My own boyhood experience was that we kids would go to school after hours and on weekends to – imagine – play, say, baseball on a Saturday morning or, in the winter, hockey on the rink that my Grade 6 teacher, Mr. Chamberlain, had flooded just outside the row of windows where even the good students would look out to daydream.
It was a time when kids got to school every morning by, imagine this, themselves, but when the doors were always open to parents, especially for events like its annual Fun Fair.
Long after I left that little Canadian school, aptly named Maple Crest, in summer holiday months I’d often return with a basketball in hand to shoot hoops. The place always felt that inviting.
Yesterday I went to register my kids in their Hamilton school, the neighbourhood school they attend for two months a year.
They had to buzz me in.
This is a school where they actually remove the outdoor basketball nets — not just the mesh, the entire nets – in the summer months so nobody can use them, the school where in 12 years of spring and summer months here in Hamilton, I’ve never once seen any kid playing anything as innocent as even tag in the school yard during off hours.
Not that it’s a bad school. I’ve been told it’s one of the district’s best, that teachers line up to get the chance to teach there. It’s in a well-to-do part of Hamilton that’s safe and comfortable.
Which is why it’s all the stranger to see the new norm, even during the school day, is that the place is locked.

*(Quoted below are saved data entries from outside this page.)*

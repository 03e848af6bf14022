//! Error types for the pricelist-core library.

use thiserror::Error;

/// Main error type for the pricelist library.
#[derive(Error, Debug)]
pub enum PricelistError {
    /// PDF processing error.
    #[error("PDF error: {0}")]
    Pdf(#[from] PdfError),

    /// OCR processing error.
    #[error("OCR error: {0}")]
    Ocr(#[from] OcrError),

    /// Document extraction error.
    #[error("extraction error: {0}")]
    Extraction(#[from] ExtractionError),

    /// Catalog loading error.
    #[error("catalog error: {0}")]
    Catalog(#[from] CatalogError),

    /// Generative model error.
    #[error("AI service error: {0}")]
    Ai(#[from] AiError),

    /// Image processing error.
    #[error("image error: {0}")]
    Image(#[from] image::ImageError),

    /// I/O error.
    #[error("I/O error: {0}")]
    Io(#[from] std::io::Error),

    /// Serialization error.
    #[error("JSON error: {0}")]
    Json(#[from] serde_json::Error),

    /// The batch worker pool could not be started.
    #[error("failed to start worker pool: {0}")]
    WorkerPool(#[from] rayon::ThreadPoolBuildError),
}

/// Errors related to PDF processing.
#[derive(Error, Debug)]
pub enum PdfError {
    /// Failed to open/parse the PDF file.
    #[error("failed to parse PDF: {0}")]
    Parse(String),

    /// Failed to extract text from PDF.
    #[error("failed to extract text: {0}")]
    TextExtraction(String),

    /// Failed to extract images from PDF.
    #[error("failed to extract images: {0}")]
    ImageExtraction(String),

    /// The PDF is encrypted and cannot be processed.
    #[error("PDF is encrypted")]
    Encrypted,

    /// The PDF is empty or has no pages.
    #[error("PDF has no pages")]
    NoPages,

    /// Invalid page number requested.
    #[error("invalid page number: {0}")]
    InvalidPage(u32),

    /// Rasterizing a page failed.
    #[error("failed to render page: {0}")]
    Render(String),
}

/// Errors related to OCR processing.
#[derive(Error, Debug)]
pub enum OcrError {
    /// Failed to load OCR models.
    #[error("failed to load model: {0}")]
    ModelLoad(String),

    /// The recognition engine failed on an image.
    #[error("text recognition failed: {0}")]
    Recognition(String),

    /// Image preprocessing failed.
    #[error("preprocessing failed: {0}")]
    Preprocessing(String),

    /// OCR was requested but no engine is available.
    #[error("OCR engine unavailable: {0}")]
    Unavailable(String),
}

/// Errors raised while extracting line items from a document.
#[derive(Error, Debug)]
pub enum ExtractionError {
    /// One strategy errored or produced nothing.
    #[error("{strategy} strategy failed: {reason}")]
    StrategyFailed { strategy: String, reason: String },

    /// Every strategy in the vendor's ordered list failed.
    #[error("all extraction strategies failed for {document}: {}", attempts.join("; "))]
    AllStrategiesFailed {
        document: String,
        attempts: Vec<String>,
    },

    /// Vendor code has no profile.
    #[error("unknown vendor: {0}")]
    UnknownVendor(String),
}

/// Errors raised while loading the reference catalog.
#[derive(Error, Debug)]
pub enum CatalogError {
    /// The catalog source could not be read.
    #[error("catalog unavailable: {0}")]
    Unavailable(String),

    /// A required column is missing from the header row.
    #[error("catalog is missing a {0} column")]
    MissingColumn(&'static str),

    /// No usable rows survived loading.
    #[error("catalog contains no usable entries")]
    Empty,

    /// Malformed CSV input.
    #[error("malformed catalog row: {0}")]
    Csv(#[from] csv::Error),
}

/// Errors from the external generative model.
#[derive(Error, Debug)]
pub enum AiError {
    /// No API key is configured.
    #[error("no API key configured")]
    MissingApiKey,

    /// The HTTP request failed before a response arrived.
    #[error("request failed: {0}")]
    Transport(String),

    /// The service answered with a non-success status.
    #[error("service returned {status}: {body}")]
    Status { status: u16, body: String },

    /// The response carried no text.
    #[error("empty response from model")]
    EmptyResponse,
}

impl From<reqwest::Error> for AiError {
    fn from(err: reqwest::Error) -> Self {
        AiError::Transport(err.to_string())
    }
}

/// Result type for the pricelist library.
pub type Result<T> = std::result::Result<T, PricelistError>;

“I see the school now has controlled access,” I said to the principal when I spoke to him of other things.
He said the province had made money available for the new system and he didn’t know why schools across Ontario wouldn’t take advantage of it. If the money is free, spend it.
In the next breath, he then said it likely all resulted from the murder of kids at Sandy Hook, CT some time ago, but he felt the new system didn’t make a difference anyway – “if someone wants to get in to do something like that, they will.”
Sad because of such unfounded fears.
This school really does have the potential to be a fine neighbourhood hub, a bit of a throwback to yesteryear when children lived far more emotionally healthy lives, the sort of place that could be like Maple Crest, a meeting place for children of the community where memories could go far beyond just books and classwork.
My own kids can walk out our front door and be in the playground in a few minutes (unlike our 8-month-a-year African experience where we’re up before the sun and on the road by 7 to get the kids in their school seats by 8).
But it’s not a playground. It’s just where you go to wait to get into a building that locks the world out and locks you in until the end of the day when the bell rings and you leave with relief, happy you don’t have to return, that you can get as far away as possible, at least until the next day.
Because this, after all, is what the school is telling the kids to do. Run. Run. Run far away.